4) Della corretta interpretazione della domanda, con particolare riferimento anche all’implicito presupposto dell’esistenza di una partita creditoria a favore dell’istante tale da giustificare la richiesta di compensazione, in verita’ non dubita neanche il ricorrente che tenta, piuttosto, di ravvisare nella motivazione il difetto di non aver saputo cogliere la differenza esistente tra richiesta di restituzione e compensazione. Tale critica, pero’, non coglie la ragione specifica della motivazione che poggia sull’affermazione che non sussistono i presupposti legali (articolo 1241 cod. civ.) della compensazione, mancando, in capo al (OMISSIS), il credito da opporre in compensazione per l’estinzione del proprio debito.
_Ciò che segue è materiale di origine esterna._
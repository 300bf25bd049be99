//! Host environment capabilities consumed by the bridge.
//!
//! The bridge never owns the editor buffers; the host application does.
//! These traits describe the two ways a host can expose them: a live list of
//! editor instances, or a flat set of mode-tagged placeholder nodes plus a
//! URI-to-model lookup. Discovery prefers the first and falls back to the
//! second.

use std::sync::Arc;

pub mod fs;
pub mod memory;

/// Content-mode tag carried by assembly panes.
pub const MODE_ASSEMBLY: &str = "asm";

/// Content-mode tag carried by the editable source pane. The host gives that
/// pane a dedicated marker mode so it can be told apart from any other
/// C-mode editor on the page.
pub const MODE_SOURCE: &str = "nc";

/// One live text buffer owned by the host.
///
/// Selections only exist on the source pane; hosts that cannot express them
/// return `None` / `false` and the engine surfaces that as a clean error.
pub trait EditorBuffer: Send + Sync {
    /// Current buffer content.
    fn text(&self) -> String;

    /// Replace the entire buffer content.
    fn set_text(&self, text: &str);

    /// Currently selected text, if the host supports selections. An empty
    /// string is a collapsed cursor, `None` means no selection capability.
    fn selection(&self) -> Option<String> {
        None
    }

    /// Replace the selected range with `text` (insert at the cursor when the
    /// selection is collapsed). Returns false when the host cannot express
    /// selections.
    fn replace_selection(&self, _text: &str) -> bool {
        false
    }
}

/// An editor instance from the host's live enumeration.
#[derive(Clone)]
pub struct EditorInstance {
    /// Declared content-mode tag.
    pub mode: String,
    /// The instance's backing buffer.
    pub buffer: Arc<dyn EditorBuffer>,
}

/// A placeholder node from the host's fallback DOM-like view, in document
/// order.
#[derive(Debug, Clone, PartialEq, Eq)]
pub struct Placeholder {
    /// Declared content-mode tag.
    pub mode: String,
    /// URI that resolves to the backing buffer model.
    pub uri: String,
}

impl Placeholder {
    pub fn new(mode: impl Into<String>, uri: impl Into<String>) -> Self {
        Self {
            mode: mode.into(),
            uri: uri.into(),
        }
    }
}

/// The host application, seen through its discovery capabilities.
pub trait HostWorkspace: Send + Sync {
    /// Live editor instances, when the host can enumerate them. `None` means
    /// the capability is unavailable and discovery falls back to
    /// [`placeholders`](Self::placeholders).
    fn editors(&self) -> Option<Vec<EditorInstance>>;

    /// Placeholder nodes in document order.
    fn placeholders(&self) -> Vec<Placeholder>;

    /// Resolve a placeholder URI to its live buffer model.
    fn resolve(&self, uri: &str) -> Option<Arc<dyn EditorBuffer>>;
}
//! Status reporting to whatever surface hosts the bridge.
//!
//! The engine never draws UI itself; it hands every noteworthy event to a
//! [`StatusReporter`]. A browser host would update its injected indicator,
//! the headless CLI prints a colored dot, library embedders can log.

use colored::Colorize;

/// Severity of a status update, mapped to an indicator color by the host.
#[derive(Debug, Clone, Copy, PartialEq, Eq)]
pub enum Severity {
    Success,
    Error,
}

/// Receives human-readable status updates from the bridge.
pub trait StatusReporter: Send + Sync {
    fn report(&self, text: &str, severity: Severity);
}

/// Reporter that writes to the tracing log.
#[derive(Debug, Default)]
pub struct LogReporter;

impl StatusReporter for LogReporter {
    fn report(&self, text: &str, severity: Severity) {
        match severity {
            Severity::Success => tracing::info!(target: "codebridge::status", "{text}"),
            Severity::Error => tracing::error!(target: "codebridge::status", "{text}"),
        }
    }
}

/// Reporter for the headless CLI, colored like the host page indicator.
#[derive(Debug, Default)]
pub struct ConsoleReporter;

impl StatusReporter for ConsoleReporter {
    fn report(&self, text: &str, severity: Severity) {
        match severity {
            Severity::Success => println!("{} {}", "●".green(), text),
            Severity::Error => eprintln!("{} {}", "●".red(), text),
        }
    }
}
//! # codebridge - editor pair <-> companion service sync bridge
//!
//! Connects a dual-pane code explorer (one assembly pane, one C source pane)
//! hosted by an application it does not control to a companion reversing tool
//! over a persistent WebSocket, keeps the panes synchronized in both
//! directions, and relays on-demand "extract selected region" requests.
//!
//! ## Quick start
//!
//! ```rust,no_run
//! use std::sync::Arc;
//!
//! use codebridge::error::RetryPolicy;
//! use codebridge::host::fs::FsWorkspace;
//! use codebridge::status::ConsoleReporter;
//! use codebridge::{transport, Bridge, BridgeCommand, DEFAULT_ENDPOINT};
//!
//! #[tokio::main]
//! async fn main() -> anyhow::Result<()> {
//!     let host = Arc::new(FsWorkspace::new("func.s", "func.c"));
//!     let link = transport::spawn(DEFAULT_ENDPOINT, RetryPolicy::persistent())?;
//!     let (_commands_tx, commands) = tokio::sync::mpsc::channel::<BridgeCommand>(8);
//!
//!     let mut bridge = Bridge::new(host, Arc::new(ConsoleReporter), link.outbound.clone());
//!     bridge.discover_editors();
//!     bridge.run(link.events, commands).await;
//!     Ok(())
//! }
//! ```

pub mod bridge;
pub mod connection;
pub mod error;
pub mod host;
pub mod protocol;
pub mod registry;
pub mod status;
pub mod transport;

// Re-export the main types for library consumers
pub use bridge::{Bridge, BridgeCommand};
pub use connection::{ConnectionManager, ConnectionState};
pub use error::BridgeError;
pub use protocol::{ExtractOutcome, ExtractStatus, ProtocolMessage};
pub use registry::{EditorKind, EditorPair, EditorRegistry};
pub use status::{Severity, StatusReporter};

/// Library version
pub const VERSION: &str = env!("CARGO_PKG_VERSION");

/// Well-known local endpoint the companion service listens on.
pub const DEFAULT_ENDPOINT: &str = "ws://127.0.0.1:10241";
5) Cio’ in quanto se non esiste il diritto ad ottenere la restituzione dei contributi eccedenti non puo’ esistere neanche un diritto che consenta di disporre, comunque, delle somme corrispondenti a tale contribuzione eccedente La sentenza, a tal fine, afferma il divieto di restituzione delle eccedenze contributive richiamando le motivazioni della giurisprudenza costituzionale (Corte cost. n. 439/2005) ed i contenuti della L. n. 45 del 1990, relativi al carattere generale dell’istituto della ricongiunzione nella previdenza dei professionisti; tali argomenti sono stati utilizzati dalla Corte territoriale per dimostrare – correttamente – che la fattispecie in esame non costituiva in alcun modo neanche il presupposto in fatto di un indebito arricchimento con consequenziale ingiustificato impoverimento dell’istante poiche’ i versamenti effettuati non erano indebiti ma contribuzioni dovute.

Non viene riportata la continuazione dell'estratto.